Abstract – New edit

After reviewing and having my abstract read by some academics including my Honours supervisor, I have reached a point where I have a new (and hopefully final) edit of my abstract. I would appreciate comments and feedback if at all possible. With less than a month to go until my thesis needs to be submitted I am rather nervous. This piece of writing that I have poured my heart and soul into over a period of at least 9-10 months is almost finished.

So where to now?

This is a question that I have been of late trying to ignore. I have applied for a research fellowship in the UK that I am still nervously waiting to hear back from, working with PRIME Research. I would be lying if I said I wasn’t holding out on the opportunity. I will make sure to keep my wonderful blog followers posted of the result.

It is an interesting time in my life, I have the means to do pretty much whatever I want, but with that comes a whole heap of self-doubt and the prospect of being a proper functioning adult with a proper job scares me.

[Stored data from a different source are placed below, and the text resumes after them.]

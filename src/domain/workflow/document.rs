//! Galaxy workflow document parsing.
//!
//! Only the shape needed for cost estimation is read:
//! `{"steps": {"<step id>": {"tool_id": "<tool>"}, ...}}`. Rejection happens
//! only at the top level. Per-step deviations (a step that is not an object,
//! a missing, non-string or empty `tool_id`) are treated as a step without a
//! tool.

use serde_json::{Map, Value};
use thiserror::Error;

/// Errors that occur while decoding an uploaded workflow.
#[derive(Debug, Error)]
pub enum WorkflowError {
    #[error("Workflow is not valid JSON: {0}")]
    InvalidJson(#[from] serde_json::Error),

    #[error("Workflow must be a JSON object")]
    NotAnObject,
}

/// Byte order mark written by some editors; ignored before decoding.
const UTF8_BOM: &[u8] = b"\xEF\xBB\xBF";

/// A single workflow step.
#[derive(Debug, Clone, PartialEq, Eq)]
pub struct WorkflowStep {
    pub step_id: String,
    /// Raw `tool_id` as written in the document, if the step names a tool.
    pub tool_id: Option<String>,
}

/// The steps of a workflow, in document order.
#[derive(Debug, Clone, Default, PartialEq, Eq)]
pub struct WorkflowDocument {
    steps: Vec<WorkflowStep>,
}

impl WorkflowDocument {
    /// Decodes a workflow from raw upload bytes.
    ///
    /// # Errors
    ///
    /// - `InvalidJson` if the bytes are not a JSON document
    /// - `NotAnObject` if the top-level value is not a JSON object
    pub fn from_slice(bytes: &[u8]) -> Result<Self, WorkflowError> {
        let bytes = bytes.strip_prefix(UTF8_BOM).unwrap_or(bytes);
        let value: Value = serde_json::from_slice(bytes)?;
        let root = value.as_object().ok_or(WorkflowError::NotAnObject)?;

        let steps = match root.get("steps") {
            Some(Value::Object(steps)) => parse_steps(steps),
            _ => Vec::new(),
        };

        Ok(Self { steps })
    }

    pub fn steps(&self) -> &[WorkflowStep] {
        &self.steps
    }

    /// Catalog identifiers referenced by the workflow, one per step that names
    /// a tool, in step order. Duplicates are kept.
    pub fn tool_references(&self) -> impl Iterator<Item = String> + '_ {
        self.steps
            .iter()
            .filter_map(|step| step.tool_id.as_deref())
            .map(effective_tool_id)
    }
}

fn parse_steps(steps: &Map<String, Value>) -> Vec<WorkflowStep> {
    steps
        .iter()
        .map(|(step_id, step)| WorkflowStep {
            step_id: step_id.clone(),
            tool_id: step
                .get("tool_id")
                .and_then(Value::as_str)
                .filter(|tool_id| !tool_id.is_empty())
                .map(str::to_string),
        })
        .collect()
}

/// Reduces a workflow `tool_id` to its catalog identifier.
///
/// Tool shed identifiers look like
/// `toolshed.g2.bx.psu.edu/repos/<owner>/<repo>/<tool>/<version>`; the
/// second-to-last segment names the tool. Built-in tools have a single
/// segment, which is used as-is. The result is lower-cased.
pub fn effective_tool_id(raw: &str) -> String {
    let segments: Vec<&str> = raw.split('/').collect();
    let tool = if segments.len() > 1 {
        segments[segments.len() - 2]
    } else {
        segments[0]
    };
    tool.to_lowercase()
}

#[cfg(test)]
mod tests {
    use super::*;

    #[test]
    fn effective_id_takes_second_to_last_segment() {
        assert_eq!(
            effective_tool_id("toolshed.g2.bx.psu.edu/repos/devteam/bwa/bwa_mem/0.7.17.2"),
            "bwa_mem"
        );
        assert_eq!(effective_tool_id("repo/FastQC/0.73"), "fastqc");
    }

    #[test]
    fn effective_id_of_single_segment_is_lowercased() {
        assert_eq!(effective_tool_id("Cut1"), "cut1");
        assert_eq!(effective_tool_id("unknown_tool_xyz"), "unknown_tool_xyz");
    }

    #[test]
    fn effective_id_with_trailing_slash() {
        assert_eq!(effective_tool_id("repos/owner/multiqc/"), "multiqc");
        assert_eq!(effective_tool_id("/"), "");
    }

    #[test]
    fn parses_steps_in_document_order() {
        let doc = WorkflowDocument::from_slice(
            br#"{"steps": {
                "10": {"tool_id": "repos/x/y/zeta/1.0"},
                "2": {"tool_id": "alpha"},
                "0": {"tool_id": "repos/x/y/mid/2.1"}
            }}"#,
        )
        .unwrap();

        let refs: Vec<String> = doc.tool_references().collect();
        assert_eq!(refs, vec!["zeta", "alpha", "mid"]);
        assert_eq!(doc.steps()[0].step_id, "10");
    }

    #[test]
    fn steps_without_a_usable_tool_id_are_skipped() {
        let doc = WorkflowDocument::from_slice(
            br#"{"steps": {
                "0": {"type": "data_input"},
                "1": {"tool_id": null},
                "2": {"tool_id": ""},
                "3": {"tool_id": 42},
                "4": "not a step",
                "5": {"tool_id": "sort1"}
            }}"#,
        )
        .unwrap();

        assert_eq!(doc.steps().len(), 6);
        let refs: Vec<String> = doc.tool_references().collect();
        assert_eq!(refs, vec!["sort1"]);
    }

    #[test]
    fn missing_or_malformed_steps_yield_no_steps() {
        for body in [
            r#"{}"#,
            r#"{"steps": {}}"#,
            r#"{"steps": []}"#,
            r#"{"steps": "nope"}"#,
            r#"{"name": "wf", "steps": null}"#,
        ] {
            let doc = WorkflowDocument::from_slice(body.as_bytes()).unwrap();
            assert!(doc.steps().is_empty(), "expected no steps for {body}");
        }
    }

    #[test]
    fn non_json_is_rejected() {
        let result = WorkflowDocument::from_slice(b"this is not json");
        assert!(matches!(result, Err(WorkflowError::InvalidJson(_))));
    }

    #[test]
    fn leading_byte_order_mark_is_ignored() {
        let mut body = b"\xEF\xBB\xBF".to_vec();
        body.extend_from_slice(br#"{"steps": {"1": {"tool_id": "fastqc"}}}"#);

        let doc = WorkflowDocument::from_slice(&body).unwrap();
        assert_eq!(doc.tool_references().collect::<Vec<_>>(), vec!["fastqc"]);
    }

    #[test]
    fn byte_order_mark_alone_is_not_json() {
        let result = WorkflowDocument::from_slice(b"\xEF\xBB\xBF");
        assert!(matches!(result, Err(WorkflowError::InvalidJson(_))));
    }

    #[test]
    fn non_object_top_level_is_rejected() {
        let result = WorkflowDocument::from_slice(b"[1, 2, 3]");
        assert!(matches!(result, Err(WorkflowError::NotAnObject)));
    }
}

Not in the sense that I don’t want to do it, but in the sense that I am not sure I will be good enough.

Anyway, enough of my ramblings. Apologies for the lack of posts of late, I have been keeping very busy at various internship and work experience placements (and of course lets not forget my thesis writing). Here is the new edit of my Abstract. Enjoy. 🙂


As many as one in five Australians will suffer Chronic Pain in their life time; it is the fourth most prevalent health issue in Australia and has the single biggest societal impact. This thesis investigates the impact of social media usage in the practice of effective self-management of Chronic Pain, focusing on informal closed support groups on Facebook. It presents a critique of social media exploring what compels people to engage so diligently with social networking systems and societal implications of this engagement.
The use of Convergent Parallel Mixed Method research design in this study is employed to ensure that limitations within the data collection process are minimised.

What is the extent is Facebook used to gain social support for people living with Chronic Pain?
How can gender influence the way people seek support online and the usage of technology? How are family members and carers of people living with Chronic Pain seeking support? These questions aim to be explored throughout this paper.

Results have presented a positive shift of perceived well-being after people have become members of Chronic Pain Facebook support groups. After joining the Facebook support groups, respondents felt that they had a safe place to discuss their conditions with other people who understood their struggles. Even if they did not post within the group, this research has highlighted merely reading other posts in the group have helped to enhance well-being and aid in management of Chronic Pain.

These findings are significant as they support the positive role that social media plays in the self-management of Chronic Pain and the creation of online communities.